Even if I don't really go out on weekends, the last Friday night was unusually slow for me. The siblings were left alone at home, and the middle sister hasn't arrived from a day out she's always been having. I found myself flicking through the channels until I saw the last scenes of Maalala Mo Kaya - that time it was Diether Ocampo and Bea Alonzo on top billing. It actually isn't a new episode - I've seen Diether lose his hair, and I've seen Bea as a nurse - but for some reason the scene I saw struck me.

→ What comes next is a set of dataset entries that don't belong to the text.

//! Tests for the Ollama driver against a live server.
//!
//! These tests require Ollama running locally with the default model pulled:
//! Install Ollama: https://ollama.ai/download
//! Pull model: ollama pull qwen2.5:7b
//!
//! Run with: cargo test --package studiolo_models -- --ignored

use futures::StreamExt;
use studiolo_admission::ResilientClient;
use studiolo_core::{ChatMessage, GenerateRequest};
use studiolo_error::{OllamaErrorKind, StudioloErrorKind};
use studiolo_interface::StudioloDriver;
use studiolo_models::{OllamaClient, OllamaConfig};
use tokio_util::sync::CancellationToken;

#[tokio::test]
#[ignore] // Requires Ollama running locally
async fn basic_generation() -> Result<(), Box<dyn std::error::Error>> {
    let client = OllamaClient::localhost()?;

    client.validate().await?;

    let request = GenerateRequest::new("Reply with the single word: hello").with_temperature(0.0);
    let response = client.generate(&request, &CancellationToken::new()).await?;

    assert!(!response.content().is_empty());
    assert!(*response.done());
    println!("Response: {}", response.content());
    Ok(())
}

#[tokio::test]
#[ignore]
async fn streaming_accumulates_the_full_answer() -> Result<(), Box<dyn std::error::Error>> {
    let client = OllamaClient::localhost()?;

    client.validate().await?;

    let request = GenerateRequest::new("Count from 1 to 5, digits only.").with_temperature(0.0);
    let stream = client
        .generate_stream(&request, &CancellationToken::new())
        .await?;

    let chunks: Vec<_> = stream.collect().await;
    assert!(!chunks.is_empty());
    assert!(chunks.last().expect("at least one chunk").is_terminal());

    let text: String = chunks.iter().map(|c| c.content().as_str()).collect();
    assert!(!text.is_empty());
    println!("Streamed: {}", text);
    Ok(())
}

#[tokio::test]
#[ignore]
async fn chat_round_trip() -> Result<(), Box<dyn std::error::Error>> {
    let client = OllamaClient::localhost()?;

    client.validate().await?;

    let messages = vec![
        ChatMessage::system("You are a terse assistant."),
        ChatMessage::user("What is 2+2? Answer with one digit."),
    ];
    let response = client
        .chat(&messages, Some(0.0), &CancellationToken::new())
        .await?;

    assert!(!response.content().is_empty());
    println!("Reply: {}", response.content());
    Ok(())
}

#[tokio::test]
#[ignore]
async fn missing_model_is_distinguished() -> Result<(), Box<dyn std::error::Error>> {
    let config = OllamaConfig::builder()
        .model("studiolo-does-not-exist:0b".to_string())
        .build();
    let client = OllamaClient::new(&config)?;

    let err = client.validate().await.expect_err("model is not installed");
    assert!(matches!(
        err.kind(),
        StudioloErrorKind::Ollama(o) if matches!(o.kind, OllamaErrorKind::ModelNotFound(_))
    ));
    Ok(())
}

#[tokio::test]
#[ignore]
async fn unreachable_server_is_distinguished() -> Result<(), Box<dyn std::error::Error>> {
    // Non-standard port where Ollama is unlikely to be listening.
    let config = OllamaConfig::builder()
        .base_url("http://localhost:11435".to_string())
        .build();
    let client = OllamaClient::new(&config)?;

    let err = client.validate().await.expect_err("nothing listens there");
    assert!(matches!(
        err.kind(),
        StudioloErrorKind::Ollama(o) if matches!(o.kind, OllamaErrorKind::ServerNotRunning(_))
    ));
    Ok(())
}

#[tokio::test]
#[ignore]
async fn gated_client_generates_end_to_end() -> Result<(), Box<dyn std::error::Error>> {
    let client = ResilientClient::new(OllamaClient::localhost()?);

    let request = GenerateRequest::new("Name one prime number.").with_temperature(0.0);
    let response = client.generate(&request, &CancellationToken::new()).await?;

    assert!(!response.content().is_empty());
    Ok(())
}
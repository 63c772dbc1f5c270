//! Prompt construction for the tutoring operations.
//!
//! Temperatures step down with how mechanical the task is: grading wants
//! near-determinism, explanations can breathe a little.

/// Temperature for per-document topic analysis.
pub(crate) const ANALYZE_TEMPERATURE: f32 = 0.3;
/// Temperature for exam-relevance ranking.
pub(crate) const RANK_TEMPERATURE: f32 = 0.2;
/// Temperature for topic explanations.
pub(crate) const EXPLAIN_TEMPERATURE: f32 = 0.5;
/// Temperature for question generation.
pub(crate) const QUESTION_TEMPERATURE: f32 = 0.4;
/// Temperature for answer grading.
pub(crate) const EVALUATE_TEMPERATURE: f32 = 0.1;
/// Temperature for tutoring chat.
pub(crate) const CHAT_TEMPERATURE: f32 = 0.5;

/// Character budget for one analyzed document.
pub(crate) const ANALYZE_CONTENT_CAP: usize = 4_000;
/// Character budget per reference document in the ranking prompt.
pub(crate) const REFERENCE_DOC_CAP: usize = 2_000;
/// Total character budget for reference material in the ranking prompt.
pub(crate) const REFERENCE_TOTAL_CAP: usize = 10_000;
/// Character budget for source material in explanation, question, and chat
/// prompts.
pub(crate) const TOPIC_CONTENT_CAP: usize = 6_000;

/// Truncates to at most `max_chars` characters without splitting a
/// character.
pub(crate) fn clip(text: &str, max_chars: usize) -> &str {
    match text.char_indices().nth(max_chars) {
        Some((idx, _)) => &text[..idx],
        None => text,
    }
}

/// Maps a 1-5 difficulty grade onto a phrase the model understands.
pub(crate) fn difficulty_label(difficulty: u8) -> &'static str {
    match difficulty {
        1 => "very easy, basic recall",
        2 => "easy",
        3 => "moderate",
        4 => "challenging",
        5 => "very hard, exam level",
        _ => "moderate",
    }
}

pub(crate) fn analyze_document(name: &str, content: &str) -> String {
    format!(
        r#"You are analyzing study material for exam preparation.

Document: {name}

{content}

Identify the distinct topics a student must master from this document. Respond with ONLY a JSON object in exactly this form, no prose before or after:
{{"topics": [{{"name": "Topic name", "description": "One or two sentences", "difficulty": 3, "est_minutes": 30}}]}}

Difficulty is an integer from 1 (easy) to 5 (hard). Estimate minutes realistically for a student seeing the material for the second time."#
    )
}

pub(crate) fn rank_topics(topic_names: &[String], reference: &str) -> String {
    let listing = topic_names
        .iter()
        .enumerate()
        .map(|(i, name)| format!("{}. {}", i + 1, name))
        .collect::<Vec<_>>()
        .join("\n");

    format!(
        r#"These topics were extracted from course material:
{listing}

The following exam and exercise material hints at what the examiner emphasizes:

{reference}

Order the topic names from most to least exam-relevant. Respond with ONLY a JSON object:
{{"priority": ["most relevant topic name", "next topic name"]}}

Use the topic names exactly as given above. Include every topic."#
    )
}

pub(crate) fn explain_topic(topic: &str, content: &str) -> String {
    format!(
        r#"You are a patient tutor. Explain the topic "{topic}" to a student preparing for an exam.

Source material:
{content}

Write a clear markdown explanation: a short introduction, the core ideas one by one, and a worked example where it helps. Stay under 500 words and do not assume knowledge beyond the material."#
    )
}

pub(crate) fn generate_questions(topic: &str, content: &str, count: u32, difficulty: u8) -> String {
    let grade = difficulty_label(difficulty);

    format!(
        r#"Create {count} practice questions about "{topic}" at {grade} difficulty.

Source material:
{content}

Respond with ONLY a JSON object in exactly this form:
{{"questions": [{{"question": "The question text", "expected_answer": "The expected answer", "hints": ["Mildest hint first"], "type": "open"}}]}}

Allowed type values: "open", "multiple_choice", "true_false". Multiple choice questions also carry an "options" array with exactly one correct entry."#
    )
}

pub(crate) fn evaluate_answer(question: &str, expected: &str, answer: &str) -> String {
    format!(
        r#"You are grading a student's answer.

Question: {question}
Expected answer: {expected}
Student's answer: {answer}

Judge whether the student's answer is correct in substance; wording may differ from the expected answer. Respond with ONLY a JSON object:
{{"is_correct": true, "feedback": "Two sentences at most, encouraging but honest", "score": 85}}

Score is an integer from 0 to 100."#
    )
}

pub(crate) fn chat_system(topic: &str, content: &str) -> String {
    format!(
        r#"You are a study tutor helping with the topic "{topic}". Ground your answers in the material below and say so explicitly when a question goes beyond it. Prefer short answers with one concrete example.

Material:
{content}"#
    )
}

I was in the middle of Diether on the verge of dying, probably from cancer, as signified by hair loss. He was in a hospital bed, and Bea, the nuse who presumably knows the patient, and maybe loves him too, is looking over him. He starts crying uncontrollably, until he finds a need to get up from bed and go to the nurse. I don't know if he saw something, and if he did, whether it's real or imaginary. Oh, the heck - he cries on her shoulder, and she couldn't take it. The answer: call for the doctor.

Obviously the entire drama ends with his death. There was Charo Santos reading the letter, talking about the nurse moving on from the death of the one she loves, and eventually marrying and raising a family, and how she learned much more from him rather than her dreams of touring the world. There was the episode title, the closing credits, and the ubiquitous text promo, with someone from Davao winning. As the news blasted on the screens, with yet another rally taking half of its airtime, I was thinking of something else.